◆ **TASK ITEM**
Number of lines below with the word "when": state it and write nothing more.

◆ **Stored data**
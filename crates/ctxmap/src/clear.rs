//! Lifecycle adapters — remove a request's entry once its processing ends.
//!
//! Everything here is built on [`ClearGuard`], which removes the entry in
//! `Drop`. Processing runs outside the registry lock; the lock is taken again
//! only for the final removal.

use std::future::Future;
use std::hash::Hash;
use std::sync::Arc;

use tracing::{trace, warn};

use crate::registry::ContextRegistry;

/// Removes the entry for one handle when dropped.
///
/// Covers every exit path of the scope that owns it: normal return, early
/// return through `?`, panic unwinding, and a future dropped mid-flight.
#[must_use = "the entry is removed as soon as the guard is dropped"]
pub struct ClearGuard<K, V>
where
    K: Eq + Hash,
{
    registry: Arc<ContextRegistry<K, V>>,
    handle: K,
}

impl<K, V> ClearGuard<K, V>
where
    K: Eq + Hash,
{
    pub fn new(registry: Arc<ContextRegistry<K, V>>, handle: K) -> Self {
        Self { registry, handle }
    }

    pub fn handle(&self) -> &K {
        &self.handle
    }
}

impl<K, V> Drop for ClearGuard<K, V>
where
    K: Eq + Hash,
{
    fn drop(&mut self) {
        if std::thread::panicking() {
            warn!("Clearing request entry during panic unwind");
        }
        self.registry.remove(&self.handle);
        trace!("Request entry cleared (live entries: {})", self.registry.len());
    }
}

/// A processing function wrapped so its handle's entry is removed after it
/// returns. Built by [`ContextRegistry::wrap`].
pub struct ClearHandler<K, V, F> {
    registry: Arc<ContextRegistry<K, V>>,
    processing: F,
}

impl<K, V, F> ClearHandler<K, V, F>
where
    K: Eq + Hash,
{
    pub fn new(registry: Arc<ContextRegistry<K, V>>, processing: F) -> Self {
        Self {
            registry,
            processing,
        }
    }

    /// Run the wrapped function for `handle`, then remove its entry.
    ///
    /// Takes the same arguments as the wrapped function. Removal happens
    /// exactly once, after the function has returned or unwound.
    pub fn call<C, R>(&self, handle: &K, ctx: C) -> R
    where
        K: Clone,
        F: Fn(&K, C) -> R,
    {
        let _guard = ClearGuard::new(Arc::clone(&self.registry), handle.clone());
        (self.processing)(handle, ctx)
    }
}

impl<K, V, F: Clone> Clone for ClearHandler<K, V, F> {
    fn clone(&self) -> Self {
        Self {
            registry: Arc::clone(&self.registry),
            processing: self.processing.clone(),
        }
    }
}

/// Drive `fut` to completion, then remove the entry for `handle`.
///
/// The guard is armed when this is called, so dropping the returned future
/// (polled or not) also removes the entry.
pub fn clear_after<K, V, Fut>(
    registry: Arc<ContextRegistry<K, V>>,
    handle: K,
    fut: Fut,
) -> impl Future<Output = Fut::Output>
where
    K: Eq + Hash,
    Fut: Future,
{
    let guard = ClearGuard::new(registry, handle);
    async move {
        let out = fut.await;
        drop(guard);
        out
    }
}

◆ **YOUR RESPONSE**
2